------ PROVIDED INFORMATION ------

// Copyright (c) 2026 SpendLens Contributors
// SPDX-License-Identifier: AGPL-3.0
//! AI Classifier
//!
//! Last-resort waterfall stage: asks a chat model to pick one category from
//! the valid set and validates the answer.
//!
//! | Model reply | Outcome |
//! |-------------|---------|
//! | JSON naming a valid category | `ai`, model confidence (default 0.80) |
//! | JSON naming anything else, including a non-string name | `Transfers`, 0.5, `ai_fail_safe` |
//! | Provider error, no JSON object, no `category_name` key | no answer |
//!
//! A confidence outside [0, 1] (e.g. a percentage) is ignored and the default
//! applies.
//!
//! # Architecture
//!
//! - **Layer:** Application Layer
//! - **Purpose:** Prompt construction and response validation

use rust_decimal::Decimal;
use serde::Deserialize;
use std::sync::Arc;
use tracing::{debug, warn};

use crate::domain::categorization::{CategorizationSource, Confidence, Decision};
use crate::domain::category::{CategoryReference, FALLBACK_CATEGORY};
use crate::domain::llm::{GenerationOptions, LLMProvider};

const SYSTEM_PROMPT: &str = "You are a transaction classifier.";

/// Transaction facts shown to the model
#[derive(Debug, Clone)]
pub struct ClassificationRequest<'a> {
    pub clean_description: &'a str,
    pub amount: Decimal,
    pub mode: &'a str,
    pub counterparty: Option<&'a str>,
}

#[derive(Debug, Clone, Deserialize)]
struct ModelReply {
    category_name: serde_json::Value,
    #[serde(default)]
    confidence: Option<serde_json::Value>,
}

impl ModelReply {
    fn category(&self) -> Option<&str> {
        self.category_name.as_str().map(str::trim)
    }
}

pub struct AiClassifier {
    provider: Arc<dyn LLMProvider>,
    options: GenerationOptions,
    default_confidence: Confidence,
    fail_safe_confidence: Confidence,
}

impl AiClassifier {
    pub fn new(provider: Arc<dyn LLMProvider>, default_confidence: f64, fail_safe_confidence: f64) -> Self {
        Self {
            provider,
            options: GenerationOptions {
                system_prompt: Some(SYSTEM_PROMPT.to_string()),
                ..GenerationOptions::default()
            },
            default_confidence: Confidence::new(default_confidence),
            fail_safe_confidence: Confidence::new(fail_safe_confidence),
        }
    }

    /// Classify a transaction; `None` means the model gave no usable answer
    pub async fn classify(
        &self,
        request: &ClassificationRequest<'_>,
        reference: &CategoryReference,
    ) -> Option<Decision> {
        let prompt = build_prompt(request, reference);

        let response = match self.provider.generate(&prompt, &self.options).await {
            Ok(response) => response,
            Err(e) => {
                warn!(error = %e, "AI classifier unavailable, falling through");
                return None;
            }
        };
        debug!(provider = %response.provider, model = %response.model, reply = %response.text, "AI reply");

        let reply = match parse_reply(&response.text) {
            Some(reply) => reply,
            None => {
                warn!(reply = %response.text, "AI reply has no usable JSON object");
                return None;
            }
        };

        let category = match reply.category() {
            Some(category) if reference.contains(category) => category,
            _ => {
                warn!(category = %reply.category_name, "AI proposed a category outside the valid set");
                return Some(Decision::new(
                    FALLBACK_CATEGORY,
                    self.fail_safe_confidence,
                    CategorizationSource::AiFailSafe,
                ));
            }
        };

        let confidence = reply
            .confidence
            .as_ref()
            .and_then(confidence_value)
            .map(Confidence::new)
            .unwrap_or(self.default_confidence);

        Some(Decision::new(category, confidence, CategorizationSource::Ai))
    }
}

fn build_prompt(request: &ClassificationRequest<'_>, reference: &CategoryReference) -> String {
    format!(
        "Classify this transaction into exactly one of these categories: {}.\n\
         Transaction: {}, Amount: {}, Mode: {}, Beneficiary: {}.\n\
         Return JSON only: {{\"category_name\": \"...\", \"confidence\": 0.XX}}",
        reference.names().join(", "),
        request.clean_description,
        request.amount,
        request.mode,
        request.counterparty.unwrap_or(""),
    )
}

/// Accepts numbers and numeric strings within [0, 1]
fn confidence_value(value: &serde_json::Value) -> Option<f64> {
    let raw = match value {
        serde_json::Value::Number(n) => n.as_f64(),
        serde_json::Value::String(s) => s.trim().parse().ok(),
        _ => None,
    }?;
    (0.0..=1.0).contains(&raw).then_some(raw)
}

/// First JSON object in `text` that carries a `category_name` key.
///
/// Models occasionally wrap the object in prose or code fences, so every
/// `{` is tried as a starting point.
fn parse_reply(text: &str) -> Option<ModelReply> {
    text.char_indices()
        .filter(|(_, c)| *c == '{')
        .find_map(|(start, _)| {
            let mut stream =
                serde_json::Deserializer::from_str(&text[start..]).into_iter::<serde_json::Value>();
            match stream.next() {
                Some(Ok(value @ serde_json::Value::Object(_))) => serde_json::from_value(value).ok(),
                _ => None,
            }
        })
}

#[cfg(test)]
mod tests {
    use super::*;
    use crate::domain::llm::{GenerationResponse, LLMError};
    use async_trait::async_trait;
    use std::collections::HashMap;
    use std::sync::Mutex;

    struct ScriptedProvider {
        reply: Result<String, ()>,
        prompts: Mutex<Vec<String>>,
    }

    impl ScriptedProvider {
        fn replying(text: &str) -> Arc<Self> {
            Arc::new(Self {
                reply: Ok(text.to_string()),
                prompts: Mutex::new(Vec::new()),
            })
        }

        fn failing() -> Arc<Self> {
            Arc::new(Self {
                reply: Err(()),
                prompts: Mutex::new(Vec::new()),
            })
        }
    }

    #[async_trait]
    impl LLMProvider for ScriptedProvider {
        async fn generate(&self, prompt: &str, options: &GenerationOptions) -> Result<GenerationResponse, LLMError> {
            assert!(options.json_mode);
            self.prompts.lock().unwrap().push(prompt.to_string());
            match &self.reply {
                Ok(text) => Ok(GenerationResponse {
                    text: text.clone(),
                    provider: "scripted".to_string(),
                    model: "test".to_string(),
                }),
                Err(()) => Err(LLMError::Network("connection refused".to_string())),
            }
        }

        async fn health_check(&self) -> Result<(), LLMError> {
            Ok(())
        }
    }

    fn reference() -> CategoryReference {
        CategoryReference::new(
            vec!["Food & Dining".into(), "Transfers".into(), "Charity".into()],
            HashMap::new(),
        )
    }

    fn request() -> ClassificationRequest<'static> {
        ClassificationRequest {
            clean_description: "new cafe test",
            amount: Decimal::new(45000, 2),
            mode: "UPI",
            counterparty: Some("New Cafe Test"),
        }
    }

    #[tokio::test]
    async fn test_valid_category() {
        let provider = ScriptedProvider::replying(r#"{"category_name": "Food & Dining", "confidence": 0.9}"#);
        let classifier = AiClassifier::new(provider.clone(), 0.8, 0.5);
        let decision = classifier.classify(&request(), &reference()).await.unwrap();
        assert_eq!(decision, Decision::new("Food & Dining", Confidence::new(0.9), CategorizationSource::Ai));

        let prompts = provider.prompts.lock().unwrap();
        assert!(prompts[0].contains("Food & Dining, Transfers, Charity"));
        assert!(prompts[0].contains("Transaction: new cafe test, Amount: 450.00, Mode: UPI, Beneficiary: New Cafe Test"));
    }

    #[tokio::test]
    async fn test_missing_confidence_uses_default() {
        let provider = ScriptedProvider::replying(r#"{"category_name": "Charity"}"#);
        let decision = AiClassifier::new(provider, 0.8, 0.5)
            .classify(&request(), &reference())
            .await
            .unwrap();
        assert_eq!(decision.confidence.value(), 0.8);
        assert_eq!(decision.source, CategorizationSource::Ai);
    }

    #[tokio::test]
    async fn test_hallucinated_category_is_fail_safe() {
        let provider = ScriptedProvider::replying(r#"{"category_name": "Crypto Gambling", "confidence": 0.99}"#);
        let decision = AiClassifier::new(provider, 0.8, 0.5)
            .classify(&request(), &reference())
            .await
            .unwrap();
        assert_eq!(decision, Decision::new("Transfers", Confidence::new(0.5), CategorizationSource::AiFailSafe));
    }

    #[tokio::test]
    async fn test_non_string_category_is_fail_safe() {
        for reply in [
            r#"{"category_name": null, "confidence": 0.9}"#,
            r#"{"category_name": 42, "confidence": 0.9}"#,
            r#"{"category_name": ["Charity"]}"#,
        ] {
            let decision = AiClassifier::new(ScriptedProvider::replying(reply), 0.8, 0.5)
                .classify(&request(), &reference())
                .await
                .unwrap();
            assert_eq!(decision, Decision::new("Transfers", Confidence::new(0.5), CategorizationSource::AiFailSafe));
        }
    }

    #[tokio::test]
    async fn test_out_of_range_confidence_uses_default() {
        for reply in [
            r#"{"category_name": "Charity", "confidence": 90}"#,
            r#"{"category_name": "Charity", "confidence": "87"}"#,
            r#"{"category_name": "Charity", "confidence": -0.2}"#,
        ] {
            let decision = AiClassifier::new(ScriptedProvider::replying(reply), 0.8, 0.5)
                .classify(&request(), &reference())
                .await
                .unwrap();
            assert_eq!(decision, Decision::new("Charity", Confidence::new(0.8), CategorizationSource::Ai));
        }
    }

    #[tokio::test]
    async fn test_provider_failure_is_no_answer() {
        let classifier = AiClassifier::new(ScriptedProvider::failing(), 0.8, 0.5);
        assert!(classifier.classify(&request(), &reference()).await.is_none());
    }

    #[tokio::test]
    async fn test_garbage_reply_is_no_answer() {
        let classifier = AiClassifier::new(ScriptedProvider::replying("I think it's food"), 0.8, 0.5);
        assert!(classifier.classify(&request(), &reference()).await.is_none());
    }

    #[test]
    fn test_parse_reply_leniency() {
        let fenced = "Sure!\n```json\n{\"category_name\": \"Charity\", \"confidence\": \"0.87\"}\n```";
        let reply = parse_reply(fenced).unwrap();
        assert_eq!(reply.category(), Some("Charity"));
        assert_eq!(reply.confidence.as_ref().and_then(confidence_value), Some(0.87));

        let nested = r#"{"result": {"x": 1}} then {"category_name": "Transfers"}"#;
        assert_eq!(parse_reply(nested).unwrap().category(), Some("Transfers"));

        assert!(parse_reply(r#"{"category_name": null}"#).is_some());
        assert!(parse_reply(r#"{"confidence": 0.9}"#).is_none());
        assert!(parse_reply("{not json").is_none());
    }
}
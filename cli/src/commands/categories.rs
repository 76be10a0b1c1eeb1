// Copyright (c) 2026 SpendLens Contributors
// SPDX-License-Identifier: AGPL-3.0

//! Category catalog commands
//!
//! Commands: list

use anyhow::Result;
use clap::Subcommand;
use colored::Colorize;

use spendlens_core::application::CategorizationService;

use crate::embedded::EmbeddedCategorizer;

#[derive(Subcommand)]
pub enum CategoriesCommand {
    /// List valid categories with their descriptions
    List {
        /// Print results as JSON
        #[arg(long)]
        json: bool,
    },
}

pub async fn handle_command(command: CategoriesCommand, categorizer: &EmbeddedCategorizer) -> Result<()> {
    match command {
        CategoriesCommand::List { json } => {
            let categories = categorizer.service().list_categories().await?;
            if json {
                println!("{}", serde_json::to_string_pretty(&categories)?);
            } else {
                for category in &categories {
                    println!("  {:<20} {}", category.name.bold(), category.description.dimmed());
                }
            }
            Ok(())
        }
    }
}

------

Quote exactly the first line of the entries and every line after it, stopping with the line that contains "(default 0.80) |".

// Copyright (c) 2026 SpendLens Contributors
// SPDX-License-Identifier: AGPL-3.0
//! AI Classifier
//!
//! Last-resort waterfall stage: asks a chat model to pick one category from
//! the valid set and validates the answer.
//!
//! | Model reply | Outcome |
//! |-------------|---------|
//! | JSON naming a valid category | `ai`, model confidence (default 0.80) |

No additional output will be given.